»Faut-il vous dire que Paris doit être placé à la tête de ces villes démoralisées? Le mal, dans ce qu'il a d'excessif, d'immédiatement aigu, date des dernières années de l'Empire, de la secousse terrible de la guerre, surtout de la Commune.
»Le peuple de Paris a mené, dans ce temps-là, une vie assise sur le mépris de toute autorité; elle lui a laissé le souvenir d'un temps heureux. Il a cru à la réalité de son affranchissement. Il est demeuré charmé par l'évocation de cette existence en plein air, où le cabaret servait de club, où la chimère de l'égalité totale apparaissait réalisée, où Paris s'est imaginé remplacer par sa volonté l'action des polices, le jeu des lois, où il s'est grisé de vin, de poudre et de paroles.
»Cette époque de licence a marqué un affaiblissement très certain dans la moralité de la classe ouvrière. Bien des ménages ont été désorganisés à la faveur de cette suspension de la vie sociale. La multiplication indéfinie des cabarets est une autre plaie que nous ont léguée ces jours de révolte. Le cabaret! voilà la cause première la plus certaine de la destruction de la famille ouvrière. Je ne prétends pas vous avancer là une vérité inconnue. Je dis seulement: Mon état et ma conscience me commandent, quand je suis en face d'un coupable, d'examiner par quelle voie il en est arrivé à cette déchéance. Et, quatre-vingt-dix-neuf fois sur cent, qu'il s'agisse de l'homme, de la femme ou de l'enfant du peuple, c'est le cabaret que je trouve à l'origine de toutes perversions.
»Généralement, c'est l'homme qui déserte le premier la maison. Le jour où il ne prend plus ses repas chez lui, en famille, la femme perd la petite puissance qu'elle avait sur lui, son charme de ménagère. Elle se met à boire parce qu'il n'est pas là. Criez bien haut que l'ivrognerie de la femme dans les milieux populaires est une nouveauté qui fait tache d'huile. Elle devient un mal social, une épidémie infectieuse, puisque, derrière le père et la mère, l'enfant prend le chemin du cabaret.

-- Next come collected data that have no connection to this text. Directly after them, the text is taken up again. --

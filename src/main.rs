//! Todo service server
//!
//! Serves the todo REST API, backed by MongoDB or an in-memory store.

use anyhow::Context;
use clap::{Arg, ArgAction, Command};
use tokio::signal;
use tokio::sync::oneshot;
use tracing::{error, info, warn};

use todo_service::api::start_server;
use todo_service::core::config::StorageType;
use todo_service::core::logging::init_tracing;
use todo_service::core::{create_app_state, AppState, Config};
use todo_service::storage::connect_store;
use todo_service::todo::demo_todos;

#[tokio::main]
async fn main() -> anyhow::Result<()> {
    // Parse command line arguments
    let matches = Command::new("todo-server")
        .version(todo_service::VERSION)
        .about("REST backend for todo entries.")
        .arg(
            Arg::new("config")
                .short('c')
                .long("config")
                .value_name("FILE")
                .help("Configuration file path")
        )
        .arg(
            Arg::new("http-addr")
                .long("http-addr")
                .value_name("ADDR")
                .help("HTTP server bind address")
        )
        .arg(
            Arg::new("storage-type")
                .long("storage-type")
                .value_name("TYPE")
                .help("Storage backend type (memory, mongo)")
        )
        .arg(
            Arg::new("mongo-uri")
                .long("mongo-uri")
                .value_name("URI")
                .help("MongoDB connection string")
        )
        .arg(
            Arg::new("log-level")
                .long("log-level")
                .value_name("LEVEL")
                .help("Log level (trace, debug, info, warn, error)")
        )
        .arg(
            Arg::new("seed")
                .long("seed")
                .action(ArgAction::SetTrue)
                .help("Upsert the sample todos at startup")
        )
        .get_matches();

    let mut config = Config::load(matches.get_one::<String>("config").map(String::as_str))
        .context("Failed to load configuration")?;
    apply_cli_overrides(&mut config, &matches)?;
    config.validate()?;

    init_tracing(&config.logging)?;
    info!("Starting {} v{}", todo_service::NAME, todo_service::VERSION);

    let addr = config.server.http_addr;
    let state = create_app_state(config);

    // Requests are answered with 503 until storage is open
    let (failed_tx, failed_rx) = oneshot::channel::<()>();
    let startup_state = state.clone();
    let startup = tokio::spawn(async move {
        let result = open_storage(&startup_state).await;
        if let Err(e) = &result {
            error!("Storage startup failed: {}", e);
            let _ = failed_tx.send(());
        }
        result
    });

    let shutdown = async move {
        tokio::select! {
            _ = shutdown_signal() => {}
            Ok(()) = failed_rx => warn!("Shutting down after storage startup failure"),
        }
    };

    start_server(addr, state.clone(), shutdown)
        .await
        .context("HTTP server failed")?;
    state.store.close();

    if startup.is_finished() {
        startup.await??;
    } else {
        startup.abort();
    }

    info!("Shutdown complete");
    Ok(())
}

/// Apply command line argument overrides to configuration
fn apply_cli_overrides(config: &mut Config, matches: &clap::ArgMatches) -> anyhow::Result<()> {
    if let Some(addr) = matches.get_one::<String>("http-addr") {
        config.server.http_addr = addr
            .parse()
            .with_context(|| format!("Invalid HTTP address: {}", addr))?;
    }

    if let Some(storage_type) = matches.get_one::<String>("storage-type") {
        config.storage.storage_type = storage_type.parse::<StorageType>()?;
    }

    if let Some(uri) = matches.get_one::<String>("mongo-uri") {
        config.storage.mongo_uri = uri.clone();
    }

    if let Some(level) = matches.get_one::<String>("log-level") {
        config.logging.level = level.clone();
    }

    if matches.get_flag("seed") {
        config.storage.seed_demo_data = true;
    }

    Ok(())
}

/// Connect the configured backend, then seed it if asked to
async fn open_storage(state: &AppState) -> todo_service::Result<()> {
    connect_store(&state.store, &state.config.storage).await?;
    if state.config.storage.seed_demo_data {
        state.todos.seed(&demo_todos()).await?;
    }
    Ok(())
}

/// Resolves on Ctrl+C or SIGTERM
async fn shutdown_signal() {
    let ctrl_c = async {
        if let Err(e) = signal::ctrl_c().await {
            error!("Failed to install Ctrl+C handler: {}", e);
            std::future::pending::<()>().await;
        }
    };

    #[cfg(unix)]
    let terminate = async {
        match signal::unix::signal(signal::unix::SignalKind::terminate()) {
            Ok(mut sigterm) => {
                sigterm.recv().await;
            }
            Err(e) => {
                error!("Failed to install signal handler: {}", e);
                std::future::pending::<()>().await;
            }
        }
    };

    #[cfg(not(unix))]
    let terminate = std::future::pending::<()>();

    tokio::select! {
        _ = ctrl_c => {
            info!("Received Ctrl+C signal");
        },
        _ = terminate => {
            info!("Received terminate signal");
        },
    }
}
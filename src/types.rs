//! Type definitions for the todo service

/// Identifier types
pub mod ids;
/// Todo entity types
pub mod todo;

// Re-export commonly used types for convenience
pub use ids::TodoId;
pub use todo::{Todo, TodoDraft};
//! Todo domain: input normalization, id generation and the CRUD service

/// Request body normalization
pub mod normalize;

/// Identifier generation
pub mod id_gen;

/// CRUD service
pub mod service;

pub use id_gen::{generate_unused_id, IdGenerator, ID_CEILING};
pub use normalize::normalize;
pub use service::{demo_todos, TodoService};
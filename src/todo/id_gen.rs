//! Uniqueness generator
//!
//! Ids are drawn uniformly from `[0, 2^53)` so that even clients that read
//! JSON numbers as doubles could hold them exactly, and redrawn until the
//! store reports the candidate as free.
//!
//! The check and the later insert are separate store calls, so two creators
//! can both see the same candidate as free. The store's unique `_id` index
//! catches that; see `TodoService::create` for the retry.

use std::future::Future;
use std::sync::Arc;

use rand::Rng;

use crate::core::error::{Error, Result};
use crate::storage::bridge::to_storage_id;
use crate::storage::Store;
use crate::types::TodoId;

/// Exclusive upper bound of generated ids (2^53)
pub const ID_CEILING: u64 = 1 << 53;

/// Uniform draw from `[0, ID_CEILING)`
pub fn random_id() -> u64 {
    rand::rng().random_range(0..ID_CEILING)
}

/// Draw candidates until `exists` reports one as unused
///
/// There is no retry cap; at 2^53 possible values a collection would need
/// to be enormous before the expected number of draws moves off 1.
pub async fn generate_unused_id<D, E, Fut>(mut draw: D, exists: E) -> Result<TodoId>
where
    D: FnMut() -> u64,
    E: Fn(TodoId) -> Fut,
    Fut: Future<Output = Result<bool>>,
{
    let mut draws: u64 = 0;
    loop {
        let candidate = TodoId::from(draw());
        draws += 1;
        if !exists(candidate.clone()).await? {
            tracing::debug!("Drew unused id {} after {} draw(s)", candidate, draws);
            return Ok(candidate);
        }
        tracing::debug!("Id {} already in use, redrawing", candidate);
    }
}

/// Generator bound to the live store
pub struct IdGenerator {
    store: Arc<Store>,
}

impl IdGenerator {
    /// Generator checking candidates against `store`
    pub fn new(store: Arc<Store>) -> Self {
        Self { store }
    }

    /// A random id that is not in the store at the time of the check
    pub async fn generate_unused_id(&self) -> Result<TodoId> {
        let store = &self.store;
        generate_unused_id(random_id, move |id| async move {
            let storage_id = to_storage_id(&id)?;
            let count = store.count_by_id(storage_id).await?;
            Ok::<bool, Error>(count > 0)
        })
        .await
    }
}

#[cfg(test)]
mod tests {
    use super::*;
    use crate::core::error::StorageError;
    use crate::storage::bridge::todo_to_document;
    use crate::storage::MemStore;
    use crate::types::TodoDraft;
    use std::collections::HashSet;

    #[tokio::test]
    async fn test_redraws_past_taken_ids() {
        let taken: HashSet<TodoId> = [5u64, 9, 100].into_iter().map(TodoId::from).collect();
        let mut script = vec![5u64, 9, 100, 42].into_iter();
        let mut calls = 0;

        let id = generate_unused_id(
            || {
                calls += 1;
                script.next().expect("script exhausted")
            },
            |id| {
                let hit = taken.contains(&id);
                async move { Ok(hit) }
            },
        )
        .await
        .unwrap();

        assert_eq!(id, TodoId::from(42));
        assert_eq!(calls, 4);
    }

    #[tokio::test]
    async fn test_store_backed_generator_avoids_existing_ids() {
        let store = Arc::new(Store::with_backend(Arc::new(MemStore::new())));
        for n in [5u64, 9, 100] {
            let todo = TodoDraft::titled("seed").into_todo(TodoId::from(n));
            store.insert_one(todo_to_document(&todo).unwrap()).await.unwrap();
        }

        let generator = IdGenerator::new(store);
        for _ in 0..1000 {
            let id = generator.generate_unused_id().await.unwrap();
            assert!(![5u64, 9, 100].map(TodoId::from).contains(&id));
            assert!(id < TodoId::from(ID_CEILING));
        }
    }

    #[tokio::test]
    async fn test_closed_store_fails_instead_of_spinning() {
        let generator = IdGenerator::new(Arc::new(Store::new()));
        assert!(matches!(
            generator.generate_unused_id().await,
            Err(Error::Storage(StorageError::NotOpen))
        ));
    }

    #[test]
    fn test_random_id_stays_below_ceiling() {
        for _ in 0..10_000 {
            assert!(random_id() < ID_CEILING);
        }
    }
}
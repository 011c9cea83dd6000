//! # API Module
//!
//! HTTP interface of the todo service.
//!
//! ## Endpoints
//! - `GET /todos` - All todos in id order
//! - `POST /todos` - Create a todo; the server assigns its id
//! - `GET /todos/:id` - Todo by id
//! - `PUT /todos/:id` - Replace a todo; the body repeats the id
//! - `DELETE /todos/:id` - Delete a todo
//! - `GET /health` - Liveness and storage readiness
//!
//! Ids appear in paths and bodies in their wire form, `<digits>n`.

pub mod handlers;
pub mod server;

pub use handlers::{ApiError, ErrorResponse, JsonRequest};
pub use server::{create_app, start_server};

»La loi qui lui en interdit l'entrée est violée en toute occasion et avec impunité. On m'amène des alcooliques de douze ans. Du jour où tous ces gens ont touché à l'absinthe, la famille est détruite. Ce n'est pas le divorce qui a créé ces mœurs populaires. Mais il fallait les ignorer pour s'imaginer que le jour où cette nouvelle licence serait inscrite dans la loi, le peuple ne se jetterait pas sur elle. L'ouvrier avait rendu le mariage haïssable par la façon dont il le pratiquait. Il était impatient de son joug; il avait une tendance à s'en affranchir sans scrupule: le divorce est venu confirmer une situation de fait; il a porté le dernier coup au mariage.
»En voulez-vous un exemple que, pour ma part, je trouve désolant? On me signale que dans le milieu si respectable de la mutualité, qui représente cependant ce qu'il y a de plus honorable dans la classe ouvrière, on voit apparaître, ici, là, le mot de «compagne» dans les contrats qui régissent les droits et les devoirs des mutualistes vis-à-vis de leurs sociétés. Or ces «compagnes», auxquelles l'honnête mutualité est en train de créer une existence légale, ce sont des concubines, des ménagères, en grand nombre divorcées, qui, ne pouvant subsister, elles et leurs enfants, par les ressources de leur travail, se sont mariées «à la chambre» avec quelque ouvrier plus laborieux que le premier compagnon.
»Supposons ensemble que ces malheureuses et leurs maris de rencontre allient à l'instinct de prévoyance quelque reste d'éducation morale. Elles sont l'exception. Je vais vous dire comment les choses se passent d'ordinaire, dans le peuple, après le divorce.
»Il serait fou d'exiger une pension régulièrement payée par l'homme qui se déplace avec son travail et qui émiette son salaire dans tous les cabarets d'alentour. Il semble donc injuste de laisser à la femme toute la charge des enfants; quelle que soit l'indignité du père, on les partage. On attribue les fils à l'homme, les fillettes à la mère. Après quoi, chacun s'en va de son côté.
»Que fera l'homme?
»Il ne va pas louer une nouvelle chambre, y installer des meubles.